Hailing from the Bratislava Region, the five-piece menace deemed Terrestrial Chaos crushes with sweltering cacophonies of experimental metal. Black metal, death metal, melodic textures, this nascent group exhibits multitudes of talent. Their latest EP, Pānoptikón, finds them pushing into sonic territories not fully explored on their debut; the song-writing is tighter, the experimentation a bit more varied. There is much to absorb within their onslaught of mayhem.
I came across Terrestrial Chaos about a month ago through Bandcamp and was enthralled by Pānoptikón from its opening minute to its last second. So, I pulled together a handful of questions for them and this is the result. It is a brief exchange, but an interesting and insightful one nonetheless.
How did you guys come together to form Terrestrial Chaos?
Random coincidences, everyone comes from different parts of the country. Booze, misery, and interpersonal chaos.
Though you only have two releases so far—a four-track promo from 2016 and your recent EP ‘Pānoptikón’—you span quite an amazing breadth of sounds, emotions, and brutality. “Colliding Harmony” is ethereal and gorgeous, whereas “Zlobri idu na Dedinu” is a death metal onslaught of head banging riffs. What of your musical backgrounds gives rise to this diverse palette of sounds and experimentation?
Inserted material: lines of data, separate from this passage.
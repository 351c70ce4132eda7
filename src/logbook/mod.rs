//! Solution logging via custom-scheme URL hand-off
//!
//! Solved puzzles are reported to an external logbook application that
//! registers a custom URL scheme. Submission is a one-shot hand-off to the
//! platform opener with no confirmation of delivery.

use crate::error::{Error, Result};
use serde::{Deserialize, Serialize};
use std::process::{Command, Stdio};
use tracing::{debug, info};

/// URL scheme the logbook application registers
pub const DEFAULT_SCHEME: &str = "appquest";

/// Command used to hand a URL to the platform
pub const DEFAULT_OPENER: &str = "xdg-open";

/// Payload shape submitted for a solved task
#[derive(Debug, Clone, PartialEq, Eq, Serialize, Deserialize)]
pub struct SolutionPayload {
    /// Name of the solved task
    pub task: String,
    /// Solution string, usually a scanned QR code
    pub solution: String,
}

impl SolutionPayload {
    /// Create a payload for a task/solution pair
    pub fn new(task: impl Into<String>, solution: impl Into<String>) -> Self {
        Self {
            task: task.into(),
            solution: solution.into(),
        }
    }
}

/// Serialize a payload to a JSON text blob.
///
/// Returns an empty string when serialization fails. Callers must treat an
/// empty result as a silent failure; the hand-off then degrades to a no-op.
pub fn json_stringify<T: Serialize>(payload: &T) -> String {
    match serde_json::to_string(payload) {
        Ok(json) => json,
        Err(err) => {
            debug!(error = %err, "solution payload serialization failed");
            String::new()
        }
    }
}

/// Submits solution strings to the logbook application
pub struct SolutionLogger {
    scheme: String,
    opener: String,
}

impl SolutionLogger {
    /// Logger using the default scheme and platform opener
    pub fn new() -> Self {
        Self {
            scheme: DEFAULT_SCHEME.to_string(),
            opener: DEFAULT_OPENER.to_string(),
        }
    }

    /// Logger with explicit scheme and opener command
    pub fn with_endpoint(scheme: impl Into<String>, opener: impl Into<String>) -> Self {
        Self {
            scheme: scheme.into(),
            opener: opener.into(),
        }
    }

    /// Compose the submission URL for a solution string.
    ///
    /// The solution is percent-encoded so it is safe as a URL path segment.
    pub fn submit_url(&self, solution: &str) -> String {
        format!(
            "{}://submit/{}",
            self.scheme,
            urlencoding::encode(solution)
        )
    }

    /// Hand the solution to the platform, fire-and-forget.
    ///
    /// Reports only whether the opener could be spawned; delivery is never
    /// confirmed.
    pub fn log_solution(&self, solution: &str) -> Result<()> {
        let url = self.submit_url(solution);
        info!(%url, "submitting solution");

        Command::new(&self.opener)
            .arg(&url)
            .stdin(Stdio::null())
            .stdout(Stdio::null())
            .stderr(Stdio::null())
            .spawn()
            .map_err(|e| Error::Submission(format!("Failed to spawn {}: {e}", self.opener)))?;

        Ok(())
    }
}

impl Default for SolutionLogger {
    fn default() -> Self {
        Self::new()
    }
}
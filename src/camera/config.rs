//! Capture configuration and pixel formats

use serde::{Deserialize, Serialize};
use std::str::FromStr;

/// How a capture device is selected and negotiated
#[derive(Debug, Clone, Serialize, Deserialize)]
pub struct CameraConfig {
    /// Numeric device index (`/dev/videoN`); first usable device when unset
    pub device_index: Option<usize>,
    /// Substring matched against device names; takes priority over the index
    pub device_name: Option<String>,
    /// Requested frame width in pixels
    pub width: u32,
    /// Requested frame height in pixels
    pub height: u32,
    /// Requested frame rate
    pub fps: u32,
    /// Wire format negotiated with the driver
    pub format: PixelFormat,
    /// V4L2 buffers to keep mapped; more buffers smooth frame delivery
    pub buffer_count: u32,
}

impl Default for CameraConfig {
    fn default() -> Self {
        Self {
            device_index: None,
            device_name: None,
            width: 1280,
            height: 720,
            fps: 30,
            format: PixelFormat::Mjpeg,
            buffer_count: 4,
        }
    }
}

impl CameraConfig {
    /// Full-resolution settings for sessions that bind a still frame to the
    /// detection.
    pub fn still_capture() -> Self {
        Self {
            width: 1920,
            height: 1080,
            fps: 15,
            buffer_count: 5,
            ..Self::default()
        }
    }

    /// Conservative settings for webcams that reject the HD defaults.
    pub fn compatible() -> Self {
        Self {
            width: 640,
            height: 480,
            fps: 15,
            format: PixelFormat::Yuyv,
            ..Self::default()
        }
    }
}

/// Frame formats the capture path can decode
#[derive(Debug, Clone, Copy, PartialEq, Eq, Serialize, Deserialize)]
pub enum PixelFormat {
    /// Motion JPEG, compressed per frame
    Mjpeg,
    /// YUYV 4:2:2, uncompressed
    Yuyv,
    /// Packed RGB, uncompressed
    Rgb24,
}

impl PixelFormat {
    /// The V4L2 FourCC identifying this format on the wire
    pub fn fourcc(self) -> v4l::FourCC {
        let code = match self {
            PixelFormat::Mjpeg => b"MJPG",
            PixelFormat::Yuyv => b"YUYV",
            PixelFormat::Rgb24 => b"RGB3",
        };
        v4l::FourCC::new(code)
    }

    /// Identifier used in configuration files
    pub fn as_str(self) -> &'static str {
        match self {
            PixelFormat::Mjpeg => "mjpeg",
            PixelFormat::Yuyv => "yuyv",
            PixelFormat::Rgb24 => "rgb24",
        }
    }
}

impl FromStr for PixelFormat {
    type Err = String;

    fn from_str(value: &str) -> std::result::Result<Self, Self::Err> {
        match value.trim().to_ascii_lowercase().as_str() {
            "mjpeg" | "mjpg" => Ok(PixelFormat::Mjpeg),
            "yuyv" => Ok(PixelFormat::Yuyv),
            "rgb" | "rgb24" => Ok(PixelFormat::Rgb24),
            other => Err(format!(
                "Unknown pixel format '{other}'. Use mjpeg, yuyv, or rgb24"
            )),
        }
    }
}

#[cfg(test)]
mod tests {
    use super::*;

    #[test]
    fn defaults_negotiate_hd_mjpeg() {
        let config = CameraConfig::default();
        assert_eq!((config.width, config.height), (1280, 720));
        assert_eq!(config.format, PixelFormat::Mjpeg);
        assert!(config.device_index.is_none());
    }

    #[test]
    fn still_capture_raises_the_resolution() {
        let config = CameraConfig::still_capture();
        assert_eq!((config.width, config.height), (1920, 1080));
    }

    #[test]
    fn pixel_format_parses_common_spellings() {
        assert_eq!("MJPEG".parse(), Ok(PixelFormat::Mjpeg));
        assert_eq!("mjpg".parse(), Ok(PixelFormat::Mjpeg));
        assert_eq!(" yuyv ".parse(), Ok(PixelFormat::Yuyv));
        assert_eq!("rgb24".parse(), Ok(PixelFormat::Rgb24));
        assert!("nv12".parse::<PixelFormat>().is_err());
    }

    #[test]
    fn fourcc_codes_match_the_formats() {
        assert_eq!(PixelFormat::Mjpeg.fourcc().repr, *b"MJPG");
        assert_eq!(PixelFormat::Yuyv.fourcc().repr, *b"YUYV");
    }
}
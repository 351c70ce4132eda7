//! Fixture QR rendering

use crate::error::{Error, Result};
use image::{DynamicImage, Luma};
use qrcode::{EcLevel, QrCode};

// Below this edge length the decoder starts missing modules.
const MIN_RENDER_SIZE: u32 = 400;

/// Renders payloads as QR images
pub struct QrEncoder {
    ec_level: EcLevel,
}

impl QrEncoder {
    /// Encoder with medium error correction
    pub fn new() -> Self {
        Self {
            ec_level: EcLevel::M,
        }
    }

    /// Render a text payload.
    pub fn encode_string(&self, text: &str) -> Result<DynamicImage> {
        self.encode_bytes(text.as_bytes())
    }

    /// Render a raw byte payload.
    pub fn encode_bytes(&self, data: &[u8]) -> Result<DynamicImage> {
        let code = QrCode::with_error_correction_level(data, self.ec_level)
            .map_err(|e| Error::QrEncode(e.to_string()))?;

        let rendered = code
            .render::<Luma<u8>>()
            .min_dimensions(MIN_RENDER_SIZE, MIN_RENDER_SIZE)
            .build();

        Ok(DynamicImage::ImageLuma8(rendered))
    }
}

impl Default for QrEncoder {
    fn default() -> Self {
        Self::new()
    }
}

#[cfg(test)]
mod tests {
    use super::*;

    #[test]
    fn rendered_fixture_meets_the_size_floor() {
        let img = QrEncoder::new().encode_string("Hello, fieldscan!").unwrap();
        assert!(img.width() >= MIN_RENDER_SIZE);
        assert!(img.height() >= MIN_RENDER_SIZE);
    }
}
Interpersonal chaos and instant feelings that come to mind and give opportunity to have diverse tracks—musically as well as lyrically. Together with perpetual desire to break all boundaries.
How did the recording process of ‘Pānoptikón’ differ from that of your promo?
The current release Pānoptikón was recorded in a studio and also consists of the tracks we wrote earlier when the band was moreover just a project. The promo release was DIY by our drummer (the shitty mixing and mastering).
Your band name embodies the noise you can expect to hear on your releases quite well. Are there other sounds you have yet to experiment with or are there other sonic areas you want to explore going forward as a band?
Meaningfully chosen disharmonic ambient noises, more experimentation with vocals and disharmonic guitar riffs followed by other slow depressive ones. Also we would like to avoid such inconsistency between the songs themselves.
I can pick out some lines from your lyrics and partially surmise a song’s theme from the title, but what are your songs generally about? Is there a lyrical theme tying all the songs together on ‘Pānoptikón’?
Although Pānoptikón consists also of the songs written earlier, the lyrics were written by the vocalist and as such the lyrical theme is consistent enough. The only exception is “Zlobri idu na Dedinu” which was co-written by the former guitarist/vocalist and is moreover a parody on folk themes.
Who are some of your primary musical influences?
It differs from member to member. Basically, the deepest realms of unconsciousness affected by our human perception.
Beyond music, what influences your sound and style? For lyricism, where do you draw your inspiration?
Darker paths of our depths, reflections of surrounded phenomena. The lyrics were inspired by the current cultural situation, shallowness, politics, corporations, basically the criticism of the society as such.
What’s the music scene like out there in Bratislava? Are there particular genres that characterize its music landscape?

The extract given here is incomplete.